# [Directions for this task]
Nothing but a number belongs in the answer: the count of lines below that contain the word "OccurrenceTableKind".

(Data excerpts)

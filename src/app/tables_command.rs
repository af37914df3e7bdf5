use super::{cli_manager, command::Command, common};
use anyhow::{Context, Result};
use clap::{App, AppSettings, ArgMatches, SubCommand};
use koala::{
    encodings::{OccurrenceTableKind, Predecessor, TableKey, CANONICAL_SLOT},
    koa::{Alphabet, Position},
};
use std::io::{self, Write};
use strum::IntoEnumIterator;

const CMD_NAME: &str = "tables";

pub(crate) struct TablesCommand;

impl TablesCommand {
    pub(crate) fn new() -> Self {
        TablesCommand
    }
}

impl<'a> Command<'a> for TablesCommand {
    fn name(&self) -> &str {
        CMD_NAME
    }

    fn clap_subcommand(&self) -> App<'a, 'a> {
        SubCommand::with_name(CMD_NAME)
            .about("Prints the occurrence tables built from the positive samples")
            .setting(AppSettings::DisableVersion)
            .arg(common::positives_arg())
            .arg(common::slots_arg())
            .arg(common::delimiter_arg())
            .arg(cli_manager::logging_level_cli_arg())
    }

    fn execute(&self, arg_matches: &ArgMatches<'_>) -> Result<()> {
        let n_slots = common::read_n_slots(arg_matches)?;
        let samples = common::read_samples(arg_matches)?;
        let encoder = common::build_encoder(samples.alphabet, n_slots, &samples.positives)?;
        let tables = encoder.occurrence_tables();
        let mut out = io::stdout().lock();
        let context = "while writing the occurrence tables";
        for kind in OccurrenceTableKind::iter() {
            writeln!(
                out,
                "table {}: {} occurrence(s), {} distinct entry(ies)",
                kind.as_ref(),
                tables.n_occurrences(kind),
                tables.n_entries(kind)
            )
            .context(context)?;
            for (key, n) in tables.entries(kind) {
                writeln!(out, "  {}: {}", key_name(encoder.alphabet(), key), n).context(context)?;
            }
        }
        out.flush().context(context)
    }
}

fn key_name(alphabet: &Alphabet<String>, key: TableKey) -> String {
    let name = |id| alphabet.position_name(Position::Symbol(id));
    match key {
        TableKey::Symbol(a) => name(a),
        TableKey::Pair(a, b) => format!("{} {}", name(a), name(b)),
        TableKey::Triple(a, b, c) => format!("{} {} {}", name(a), name(b), name(c)),
        TableKey::PairBeforeSink(p, b) => {
            let pred = match p {
                Predecessor::Source => "src".to_string(),
                Predecessor::Canonical(a) => format!("{}_{}", name(a), CANONICAL_SLOT),
                Predecessor::AnySlot(a) => name(a),
            };
            format!("{} {}", pred, name(b))
        }
    }
}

# [Solution to the exercise]
2